It’s pride month! And since celebrating love has never been so important, I decided to make a list of alternative LGBTQ movies you can watch, because let’s face it, who needs Blue Is the Warmest Color in another list? The features gathered here goes from my personal favorite LGBTQ films to some pretty special ones that I have watched during the last couple of years, so I hope you like it!
Departure (2015) by Andrew Stegall
Being one of my favorite films of 2015, Departure is Andrew Stegall’s director debut that tells the story of a mother and a son who travels to their country-side house in France. While the mother tries to reorganize her life after a divorce, her son takes interest on a french young boy from the village. Playing with identity archetypes, Departure becomes a special film for bringing the “stranger” figure from Pier Paolo Pasolini’s Theorem who comes to seduce the family and by portraying its characters on a constant state of submersion, transforming this in a very special and beautiful movie.
Closet Monster (2015) by Stephen Dunn
While Closet Monster is not an amazing movie, Stephen Dunn did a pretty good job by telling this story in a creative and unusual way comparing to most GLBT drama’s out there. The archetypes of sexual discovery and trauma are represented in a very interesting way and when some Michel Gondry influences are thrown into the mix, this definitely becomes a film worth watching. The movie tells the story of Oscar, an 18-year-old teenager that wants to leave his hometown to become a photographer. However, his childhood traumas won’t let him break through his coming of age period, resulting in physical em emotional catharsis.
Being 17 (2016) by André Téchiné
André Téchiné is already famous for his LGBTQ themes and tropes throughout his body of work, but Being 17 is his latest film that deals with the subject in an explicit manner. With a very simplistic and realistic approach, Being 17 is a subtle film that portrays human relations between social classes, skin color, and teenage boys. I say this because there are no over-dramatization about “being gay” or identify problems with the characters. Téchiné is more interested in the study of the relationship between his characters and how their attitudes will shape who they are. The film follows the story of a young boy who is bullied by a black student at school. When the mother of the boy discovers that the student who is bullying her son is the child of one of her patients, she decides to put them together under the same roof.

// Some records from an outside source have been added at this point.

//! Sample rate conversion for s16le PCM.
//!
//! This crate converts 16-bit little-endian PCM between sample rates and
//! from mono to stereo:
//!
//! - [`Resampler`]: streaming cubic-spline resampler for mono or stereo PCM,
//!   keeping the output clock continuous across chunked input
//! - [`mono_to_stereo`]: energy-preserving mono to stereo duplication
//! - [`ResampleReader`]: `io::Read` adapter over both
//!
//! There is no anti-aliasing filter; this is a lightweight converter for
//! speech pipelines, not a mastering-grade resampler.
//!
//! # Example
//!
//! ```rust
//! use aresample::Resampler;
//!
//! let mut resampler = Resampler::new(1, 16000, 32000)?;
//!
//! // 4 samples of s16le mono
//! let pcm = [0x11, 0x00, 0x09, 0x00, 0x21, 0x00, 0x05, 0x00];
//! let npcm = resampler.resample(&pcm)?;
//! assert_eq!(npcm.len(), 2 * 7);
//! # Ok::<(), aresample::Error>(())
//! ```

pub mod codec;
mod error;
mod format;
pub mod planner;
mod reader;
mod resampler;
pub mod spline;
mod stereo;

pub use error::{Error, Result};
pub use format::Format;
pub use reader::{DEFAULT_CHUNK_FRAMES, ResampleReader};
pub use resampler::{Resample, Resampler, WINDOW};
pub use spline::{NaturalSpline, spline};
pub use stereo::{mono_to_stereo, mono_to_stereo_vec};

The Ornithologist (2016) by João Pedro Rodigues
From the same director of the incredible and controversial O Fantasma, also known as Phantom, The Ornithologist is a dream-like tale about identity, sexuality and religion. Full of symbolism and surrealistic characteristics, the film tells the story of a supposedly gay ornithologist who suffers an accident while observing birds. When rescued by two female pilgrims, the man starts to doubt her intentions once they tie him up on a tree and says he doesn’t know who he is. The man manages to escape, but the girls’ prophecy seems to haunt him through the woods, initiating an adventure where the lines between dream and reality seem to fade each step he takes.
Free Fall (2013) by Stephen Lacant
For those who like to watch Max Riemelt on Sense 8, the German actor plays Kay in this incredible and tense film about a straight, married, father and policeman who ends up falling in love for one of his co-workers. If turning this man’s life upside down is not enough, the film also portrays masculinity in a very interesting way, questioning the unknown side of male’s sexuality, the emotional effect through the flesh and the love of people over gender. Probably the spiciest film of the list, Free Fall gets closer to become a LGBTQ classic each day that passes.
Tom at the Farm (2013) by Xavier Dolan
Being one of my favorite directors active today, Xavier Dolan’s first genre film – and probably the most underrated of his career – is a dark, sexy and tense thriller about a young man who goes to his boyfriend’s mother’s house to attend his funeral. Even though his relationship with their son wasn’t a secret, the young man finds a mother in denial and a brother who wants to get rid of him as soon as possible. The relationship between the young man and the brother of his ex-boyfriend starts to get extremely tense and dubious as the day of the funeral arrives, resulting in a very interesting and twisted queer film.
Weekend (2011) by Andrew Haigh
From the list of films that always get mentioned, such as Blue Is the Warmest Color, Strange By The Lake, Boys, Brokeback Mountain, A Single Man, etc; I think Weekend is the one who always deserves to be mentioned. Not only because it’s an incredible film and by far the best film of this list, but also because it’s the most real, accurate and human film about the LGBTQ world. From the same director of 45 Years and the TV show Looking, Weekend is a tale of two strangers who meet in a club and after spending the night together, they decide to spend the next 24 hours with each other after one of them reveals that he is leaving the country. This period of time is where they discuss their life, their dreams, fears and insecurities, creating a very simplistic and touching movie.